How much vocabulary do you need to read French literature novels? Do some novels contain a lot more vocabulary than others, thus making them harder to read? Let’s look into this by counting the different vocabulary terms in 3 French novels. We will consider 3 well known French novels, ‘La Bête humaine’ by Zola, ‘Madame Bovary’ by Flaubert, and ‘Les liaisons dangereuses’ by de Laclos.
Counting vocabulary sounds simple: you just write a computer program to count all the different words in a novel, right? Actually, it is a bit more complicated than that. Often, we will encounter the same vocabulary word but under different forms. For example the singular and plural form of a noun , (such as baguette and baguettes) should really be counted as a single vocabulary word in the case where they both appear in a novel. Also the different conjugated forms of a same verb should count as a single vocabulary word. Finally in French adjectives take on different forms depending on whether the noun they describe is singular, plural, masculine or feminine. If several forms of a same adjective appear in a novel (such as joli, jolie, jolis, jolies) we want to count them as a single vocabulary word.
We see that ‘Les liaisons dangeureuses’ is the longest of the 3 novels by word count, but it contains less vocabulary than the two others. In contrast, ‘Madame Bovary’ is the shortest of the 3 novels by word count, but it contains by far the most vocabulary. Perhaps this means that ‘Madame Bovary’ may be better suited to a very advanced learner of French, while the other two novels in our list might be more approachable for intermediate learner of French. We all know that reading a novel in a foreign language becomes less fun when one is constantly having to lookup the definition of words.
Let’s have a look at the overlaps in vocabulary between the three novels:
There are 1833 vocabulary words which are common to all 3 novels. Unsurprisingly, these common words include pronouns (je, tu, nous, vous), as well as common nouns (victoire, mensonge, plaisanterie, lumière, préoccupation) and many common verbs such as: plaisanter plaindre, souhaiter, réclamer, déshabiller, écrire, séduire, cacher, éclairer, entreprendre.
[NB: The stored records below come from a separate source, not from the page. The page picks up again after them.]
//! Training run for lander evolution
//!
//! Main generation loop: one episode per generation, fitness log row,
//! trainer update and periodic checkpoints.

use std::path::{Path, PathBuf};

use anyhow::{Context, Result};
use indicatif::{ProgressBar, ProgressStyle};
use rand::{Rng, SeedableRng};
use rand_xoshiro::Xoshiro256PlusPlus;
use serde::{Deserialize, Serialize};

use super::fitness_log::FitnessLog;
use super::population::{Genome, Population, PopulationCheckpoint, Trainer};
use crate::config::SimulationConfig;
use crate::episode::EpisodeController;
use crate::lander::ProximityFitness;
use crate::physics::PhysicsWorld;

/// Configuration for the training run
#[derive(Debug, Clone, Serialize, Deserialize)]
#[serde(default)]
pub struct TrainingConfig {
    /// Number of generations to run
    pub generations: usize,
    /// Population size per generation
    pub population_size: usize,
    /// Hidden layer width of the controller networks
    pub hidden_dim: usize,
    /// Probability of perturbing each weight of a child
    pub mutation_rate: f32,
    /// Largest weight perturbation
    pub mutation_strength: f32,
    /// Best genomes copied unchanged into the next generation
    pub elitism: usize,
    /// Genomes competing per parent selection
    pub tournament_size: usize,
    /// How often to save checkpoints (every N generations, 0 = never)
    pub checkpoint_interval: usize,
    /// Parent directory of run folders
    pub output_dir: String,
    /// Seed for evolution and terrain. Random when unset.
    pub seed: Option<u64>,
}

impl Default for TrainingConfig {
    fn default() -> Self {
        Self {
            generations: 100,
            population_size: 50,
            hidden_dim: 8,
            mutation_rate: 0.2,
            mutation_strength: 0.5,
            elitism: 2,
            tournament_size: 3,
            checkpoint_interval: 10,
            output_dir: "runs".to_string(),
            seed: None,
        }
    }
}

/// Statistics of one generation
#[derive(Debug, Clone, PartialEq)]
pub struct TrainingStats {
    pub generation: usize,
    /// Best fitness this generation
    pub best_fitness: f32,
    /// Average fitness this generation
    pub avg_fitness: f32,
    pub landed: usize,
    pub ticks: usize,
}

/// A training run writing into its own folder
pub struct TrainingRun {
    config: SimulationConfig,
    population: Population,
    physics: PhysicsWorld,
    fitness: ProximityFitness,
    seed: u64,
    run_dir: PathBuf,
    log: FitnessLog,
    /// Statistics history
    pub stats_history: Vec<TrainingStats>,
}

impl TrainingRun {
    /// Start a fresh run in `<output_dir>/<timestamp>-<layout tag>`
    pub fn new(config: SimulationConfig) -> Result<Self> {
        let seed = config
            .training
            .seed
            .unwrap_or_else(|| rand::rng().random());
        let (inputs, outputs) = config.lander.controller_shape();
        let population = Population::new(&config.training, seed, inputs, outputs);

        let run_dir = Path::new(&config.training.output_dir).join(format!(
            "{}-{}",
            chrono::Local::now().format("%Y%m%d-%H%M%S"),
            config.lander.layout.tag()
        ));

        log::info!("Training run: seed {} in {}", seed, run_dir.display());
        Self::with_population(config, population, seed, run_dir)
    }

    /// Continue a run from a checkpoint, writing next to it
    pub fn resume(config: SimulationConfig, checkpoint: &Path) -> Result<Self> {
        let saved = PopulationCheckpoint::from_file(checkpoint)?;
        let seed = saved.seed;
        let generation = saved.generation;
        let population = Population::restore(&config.training, saved);

        let run_dir = checkpoint
            .parent()
            .map(Path::to_path_buf)
            .unwrap_or_else(|| PathBuf::from("."));

        log::info!(
            "Resuming training from {} at generation {}",
            checkpoint.display(),
            generation
        );
        Self::with_population(config, population, seed, run_dir)
    }

    fn with_population(
        config: SimulationConfig,
        population: Population,
        seed: u64,
        run_dir: PathBuf,
    ) -> Result<Self> {
        std::fs::create_dir_all(&run_dir).with_context(|| {
            format!("Failed to create run directory: {}", run_dir.display())
        })?;

        Ok(Self {
            physics: PhysicsWorld::new(&config.physics),
            fitness: ProximityFitness::new(config.fitness.clone()),
            log: FitnessLog::new(run_dir.join("fitness.csv")),
            config,
            population,
            seed,
            run_dir,
            stats_history: Vec::new(),
        })
    }

    pub fn run_dir(&self) -> &Path {
        &self.run_dir
    }

    pub fn population(&self) -> &Population {
        &self.population
    }

    /// Create a progress bar style
    fn progress_style() -> Result<ProgressStyle> {
        Ok(ProgressStyle::default_bar()
            .template(
                "{spinner:.green} [{elapsed_precise}] [{bar:40.cyan/blue}] {pos}/{len} ({eta}) {msg}",
            )
            .context("Invalid progress bar template")?
            .progress_chars("█▓░"))
    }

    /// Run until `training.generations` generations are complete.
    ///
    /// Returns the best genome seen, also written to `winner.ron`.
    pub fn run(&mut self) -> Result<Option<Genome>> {
        let total = self.config.training.generations;
        let start = self.population.generation();

        let pb = ProgressBar::new(total as u64);
        pb.set_style(Self::progress_style()?);
        pb.set_position(start.min(total) as u64);

        pb.println(format!(
            "Starting training: generations {}..{}, population {}",
            start, total, self.config.training.population_size
        ));

        while self.population.generation() < total {
            let stats = self.run_generation()?;

            pb.println(format!(
                "Gen {}: best={:.2}, avg={:.2}, landed={}, ticks={}",
                stats.generation, stats.best_fitness, stats.avg_fitness, stats.landed, stats.ticks
            ));
            self.stats_history.push(stats);
            pb.inc(1);

            let interval = self.config.training.checkpoint_interval;
            if interval > 0 && self.population.generation() % interval == 0 {
                let path = self.save_checkpoint()?;
                pb.println(format!("Saved checkpoint {}", path.display()));
            }
        }

        let winner = self.population.best().cloned();
        if let Some(genome) = &winner {
            let path = self.run_dir.join("winner.ron");
            genome.to_file(&path)?;
            log::info!(
                "Winner: genome {} with fitness {:.2} saved to {}",
                genome.id,
                genome.fitness.unwrap_or(f32::NAN),
                path.display()
            );
        }

        pb.finish_with_message("Training complete!");
        Ok(winner)
    }

    /// Evaluate the current generation in one episode and breed the next
    fn run_generation(&mut self) -> Result<TrainingStats> {
        let generation = self.population.generation();

        // Terrain and spawns depend only on seed and generation
        let mut rng = Xoshiro256PlusPlus::seed_from_u64(self.seed ^ generation as u64);
        let controller = EpisodeController::new(&self.config, &self.fitness);
        let summary = controller
            .run(&mut self.physics, self.population.controllers(), &mut rng)
            .with_context(|| format!("Failed to run episode for generation {}", generation))?;

        self.log.append(generation, &summary)?;
        self.population.report(&summary.fitness());

        let stats = TrainingStats {
            generation,
            best_fitness: summary
                .best()
                .map_or(0.0, |best| best.evaluation.fitness),
            avg_fitness: summary.avg_fitness,
            landed: summary.landed,
            ticks: summary.ticks,
        };

        log::info!(
            "Generation {}: best={:.2} avg={:.2} landed={} crashed={} roll_killed={} out_of_bounds={}",
            generation,
            stats.best_fitness,
            stats.avg_fitness,
            summary.landed,
            summary.crashed,
            summary.roll_killed,
            summary.out_of_bounds
        );
        Ok(stats)
    }

    /// Save the population as `ckpt-<generation>.ron`
    pub fn save_checkpoint(&self) -> Result<PathBuf> {
        let path = self
            .run_dir
            .join(format!("ckpt-{}.ron", self.population.generation()));
        self.population.checkpoint().to_file(&path)?;
        Ok(path)
    }
}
There are 1292 vocabulary words which are found in ‘la Bête humaine’ but not in the other two novels. These include: docilité, griffe, endiablé, effréné, wagon
There are 908 vocabulary words which are in ‘Les liaisons dangeureuses’ and not in the other two novels. These include: apens, laurier, déshonneur, déplorable, indisposition
Finally there a full 2443 vocabulary words which are in ‘Madame Bovary’ and not in the other two novels. Some of these words are quite uncommon and would be difficult even for many native French speakers. For example:
But not all these 2443 word are rare and difficult, many are actually simple words that simply happen not to be present in the other two novels. For example: écharpe, rhum, cathédrale, orgue, serviette.
In case you are wondering if the publication dates has something to do with all this, here they are: both ‘La Bête humaine’ and ‘Madame Bovary’ are 19th century novels published respectively in 1890 and 1856. The third novel ‘Les liaisons dangereuses’ is an 18th century novel published in 1782. It would appear that the publication dates don’t play a role in the vocabulary differences which we have observed.
Part of the difficulty in reading literature, particularly when it is read in a foreign language, comes from the vocabulary. Looking up vocabulary words breaks the flow of reading, thus often reducing the enjoyment the reader gets from the novel. We have seen that the amount of vocabulary varies significantly between classic French novels. While it is always nice to learn new vocabulary, one should keep in mind that for the purpose of reading enjoyment it is best to choose novels for which one does not have to lookup too many word definitions.